Es ist die Geschichte von Esma und Hülya, die an einem sonnigen Tag im Jahr 2002, in der Nähe der Stadt Adana, im Süden der Türkei, beginnt. Esma, 18, steht kurz vor der Hochzeit – mit einem älteren Mann, den sie nicht will. Esma wurde in Deutschland geboren und wuchs im Schwarzwald auf.
Sie war erst zwölf, als ihre Mutter sie unter dem Vorwand einer Urlaubsreise in die Türkei lockte, um sie auf den „rechten Weg“ zu bringen. Vier Jahre lebte sie in einer Koranschule, war Tag und Nacht eingesperrt. In der Schule mussten die Mädchen auch nachts das Kopftuch tragen, und jeden Morgen um 3 Uhr wurden sie geweckt, für das erste Gebet. Eine fremde Welt für ein Mädchen aus Deutschland.

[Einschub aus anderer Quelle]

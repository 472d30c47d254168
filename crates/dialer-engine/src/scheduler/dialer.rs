use std::sync::Arc;
use std::time::Duration;

use chrono::{DateTime, Utc};
use tracing::{debug, error, info, warn};

use super::pacing::compute_dial_target;
use crate::database::call_records::CallFinalization;
use crate::database::campaigns::{Campaign, DialMethod};
use crate::database::leads::LeadStatus;
use crate::engine::DialerEngine;
use crate::error::Result;
use crate::gateway::{with_timeout, ChannelMetadata, GatewayError, OriginateRequest, TelephonyGateway};
use crate::hopper::HopperEntry;
use crate::orchestrator::calls::{AttemptState, CallOutcome, DialAttempt};
use crate::types::ChannelId;

impl DialerEngine {
    /// One pass over every active campaign. Returns the number of calls
    /// originated.
    pub async fn run_scheduler_tick(&self) -> Result<usize> {
        let now = Utc::now();
        let campaigns = self.db.list_active_campaigns().await?;

        let mut placed = 0;
        for campaign in campaigns {
            if !campaign.dial_method.is_auto_dial() {
                continue;
            }
            match self.tick_campaign(&campaign, now).await {
                Ok(count) => placed += count,
                Err(e) if e.is_fatal_config() => {
                    self.pause_unhealthy(campaign.id, &e.to_string()).await;
                }
                Err(e) => {
                    error!("Scheduler tick failed for campaign {}: {}", campaign.id, e);
                }
            }
        }
        Ok(placed)
    }

    async fn tick_campaign(&self, campaign: &Campaign, now: DateTime<Utc>) -> Result<usize> {
        let gateway = self.gateways.resolve(campaign.server_id.as_deref())?;
        let server_id = gateway.server_id().to_string();

        let live = self.calls.live_leads(campaign.id);
        let released = self.hopper.expire_stale(
            campaign.id,
            self.config.scheduler.stale_dial_age(),
            now,
            |lead| live.contains(&lead),
        );
        if !released.is_empty() {
            warn!(
                "♻️ Returned {} orphaned hopper entries of campaign {}",
                released.len(),
                campaign.id
            );
        }

        self.refill_hopper(campaign, now).await?;

        let available = self.sessions.count_available(campaign.id, &server_id, now);
        let active = self.calls.in_flight(campaign.id);
        let ratio = match campaign.dial_method {
            DialMethod::Predictive => campaign.dial_ratio,
            _ => 1.0,
        };
        let target = compute_dial_target(
            available,
            active,
            ratio,
            campaign.max_concurrent_calls,
            campaign.max_lines,
        );

        if campaign.dial_method == DialMethod::Predictive {
            self.tune_dial_ratio(campaign, now).await;
        }

        if target == 0 {
            return Ok(0);
        }

        let entries = self.hopper.pop_candidates(campaign.id, target, now);
        debug!(
            "Campaign {}: {} agent(s), {} active, ratio {:.2} -> dialing {} of {}",
            campaign.id,
            available,
            active,
            ratio,
            entries.len(),
            target
        );

        let mut placed = 0;
        for entry in entries {
            if self.dial_lead(campaign, &gateway, entry, now).await {
                placed += 1;
            }
        }
        Ok(placed)
    }

    /// Move the stored ratio one step toward what the abandon rate allows
    async fn tune_dial_ratio(&self, campaign: &Campaign, now: DateTime<Utc>) {
        let rate = self.stats.abandon_rate(campaign.id, now);
        let next = self.config.scheduler.ratio_policy.adjust(
            campaign.dial_ratio,
            campaign.dial_ratio_min,
            campaign.dial_ratio_max,
            rate,
            campaign.abandon_threshold,
        );

        if (next - campaign.dial_ratio).abs() < 1e-9 {
            return;
        }
        match self.db.update_dial_ratio(campaign.id, next).await {
            Ok(()) => info!(
                "🎚️ Campaign {} dial ratio {:.2} -> {:.2} (abandon rate {:.1}%)",
                campaign.id,
                campaign.dial_ratio,
                next,
                rate.unwrap_or_default()
            ),
            Err(e) => warn!("Failed to store dial ratio of campaign {}: {}", campaign.id, e),
        }
    }

    /// Originate one popped lead. Returns whether a call was placed.
    async fn dial_lead(
        &self,
        campaign: &Campaign,
        gateway: &Arc<dyn TelephonyGateway>,
        entry: HopperEntry,
        now: DateTime<Utc>,
    ) -> bool {
        // The hopper may be minutes old; check the lead as it is now
        let lead = match self.db.get_lead(entry.lead_id).await {
            Ok(Some(lead)) => lead,
            Ok(None) => {
                warn!("Lead {} vanished from the store, dropping it", entry.lead_id);
                self.hopper.complete(campaign.id, entry.lead_id);
                return false;
            }
            Err(e) => {
                warn!("Cannot load lead {}: {}", entry.lead_id, e);
                self.hopper.release(campaign.id, entry.lead_id);
                return false;
            }
        };

        let within_attempts =
            lead.status == LeadStatus::Callback || lead.call_count < campaign.max_attempts;
        if !lead.is_dialable(now) || !within_attempts {
            debug!("Lead {} no longer dialable ({})", lead.id, lead.status);
            self.hopper.complete(campaign.id, lead.id);
            return false;
        }
        match self.db.is_dnc_number(&lead.phone_number).await {
            Ok(false) => {}
            Ok(true) => {
                info!("🚫 Lead {} is on the do-not-call list, skipping", lead.id);
                self.hopper.complete(campaign.id, lead.id);
                return false;
            }
            Err(e) => {
                warn!("DNC lookup failed for lead {}: {}", lead.id, e);
                self.hopper.release(campaign.id, lead.id);
                return false;
            }
        }

        let channel_id = ChannelId::generate(&self.config.general.node_name);
        let attempt = DialAttempt::new(
            campaign.id,
            lead.id,
            &lead.phone_number,
            gateway.server_id(),
            channel_id.clone(),
            now,
        );

        // Tracked before originate: the first events can beat the reply
        self.calls.register(attempt.clone());
        if let Err(e) = self.db.insert_call_record(&attempt).await {
            error!("Cannot record attempt for lead {}: {}", lead.id, e);
            self.calls.remove(&channel_id);
            self.hopper.release(campaign.id, lead.id);
            return false;
        }
        if let Err(e) = self.db.record_dial_attempt(lead.id, now).await {
            warn!("Failed to count dial attempt of lead {}: {}", lead.id, e);
        }

        let metadata =
            ChannelMetadata::customer(attempt.call_id, campaign.id, lead.id, &lead.phone_number);
        let request = OriginateRequest {
            channel_id: channel_id.clone(),
            endpoint: campaign.dial_string(&lead.phone_number),
            caller_id: campaign.caller_id.clone(),
            variables: metadata.to_variables(),
            timeout: Duration::from_secs(campaign.call_timeout_secs),
        };

        match with_timeout(
            self.config.matcher.command_timeout(),
            "originate",
            gateway.originate(request),
        )
        .await
        {
            Ok(_) => {
                self.stats.record_placed(campaign.id);
                debug!("📞 Dialing lead {} on {}", lead.id, channel_id);
                true
            }
            Err(e) => {
                warn!("❌ Originate failed for lead {}: {}", lead.id, e);
                self.fail_origination(&attempt, &e).await;
                false
            }
        }
    }

    /// Compensate a failed originate: the attempt fails, the lead goes back
    /// to the hopper
    async fn fail_origination(&self, attempt: &DialAttempt, cause: &GatewayError) {
        let now = Utc::now();
        let failed = self.calls.advance(
            &attempt.channel_id,
            &[AttemptState::Initiated, AttemptState::Ringing],
            AttemptState::Failed,
            now,
            |_| {},
        );
        if failed.is_none() {
            // Events already settled this attempt
            return;
        }

        let finalization = CallFinalization {
            state: AttemptState::Failed,
            outcome: CallOutcome::Failed,
            ended_at: now,
            hangup_cause: Some(cause.to_string()),
        };
        if let Err(e) = self.db.finalize_call(attempt.call_id, &finalization).await {
            warn!("Failed to finalize call {}: {}", attempt.call_id, e);
        }
        if let Err(e) = self
            .db
            .update_lead_status(attempt.lead_id, LeadStatus::Failed, None)
            .await
        {
            warn!("Failed to update lead {}: {}", attempt.lead_id, e);
        }
        self.stats.record_failed(attempt.campaign_id);
        self.hopper.release(attempt.campaign_id, attempt.lead_id);
    }
}
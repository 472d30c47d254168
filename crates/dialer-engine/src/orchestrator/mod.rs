//! # Call Orchestration
//!
//! Reacts to the telephony event stream and drives every customer call from
//! origination to its outcome.
//!
//! ```text
//! initiated ─▶ ringing ─▶ answered ─▶ matched ─▶ bridged ─▶ completed
//!     │           │          │           │
//!     └───────────┴──────────┴───────────┴──▶ failed / abandoned
//! ```
//!
//! - [`calls`]: the attempt state machine and the in-flight tracker
//! - [`matcher`]: on answer, claims exactly one ready agent and bridges the
//!   customer into that agent's standing bridge, or abandons the call
//! - [`events`]: routes gateway events to the matcher, the session lifecycle
//!   or call finalization
//!
//! Events of one channel are handled in order by one worker; duplicated
//! events find the attempt already moved on and are dropped by the
//! compare-and-swap in [`calls::CallTracker::advance`].

pub mod calls;
pub mod events;
pub mod matcher;

pub use calls::{AttemptState, CallOutcome, CallTracker, DialAttempt};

Aktuelles Thema: Zwangsehen in moslemischen Ländern
Die Dokumentation von Rita Knobel-Ulrich erzählt die Geschichte einer jungen Frau, die am Widerspruch von Tradition und Freiheit zu zerbrechen droht. Es ist eine exemplarische Geschichte, und in diesem besonderen Fall hat sie ein gutes Ende. Esmas ältere Schwester Hülya ist gekommen, um bei den Hochzeitsvorbereitungen zu helfen. Das hat sie ihren Tanten gesagt. In Wahrheit aber hat sie längst alles vorbereitet für eine dramatische Flucht.
Im Fall von Esma und Hülya war es nur die Mutter, die das Gesetz des Korans durchsetzen wollte, den Koran, wie sie ihn versteht. Der Vater, seit den 90er Jahren von seiner Frau geschieden, hat eine liberalere Auffassung von der moslemischen Religion und dem Leben. Und dennoch: Für Esma und Hülya ist nichts mehr wie vorher. Sie haben ihre Familie für immer verloren.
„Der Tag, als ich meiner Hochzeit entkam“ ist ein Film, der ein Stück deutscher Gegenwart schildert: am Konflikt zwischen archaischer Tradition und demokratischer Freiheit zerbrechen viele Emigrantenfamilien, und manche Deutschtürkinnen bezahlen ihren Wunsch nach Selbstbestimmung mit dem Leben.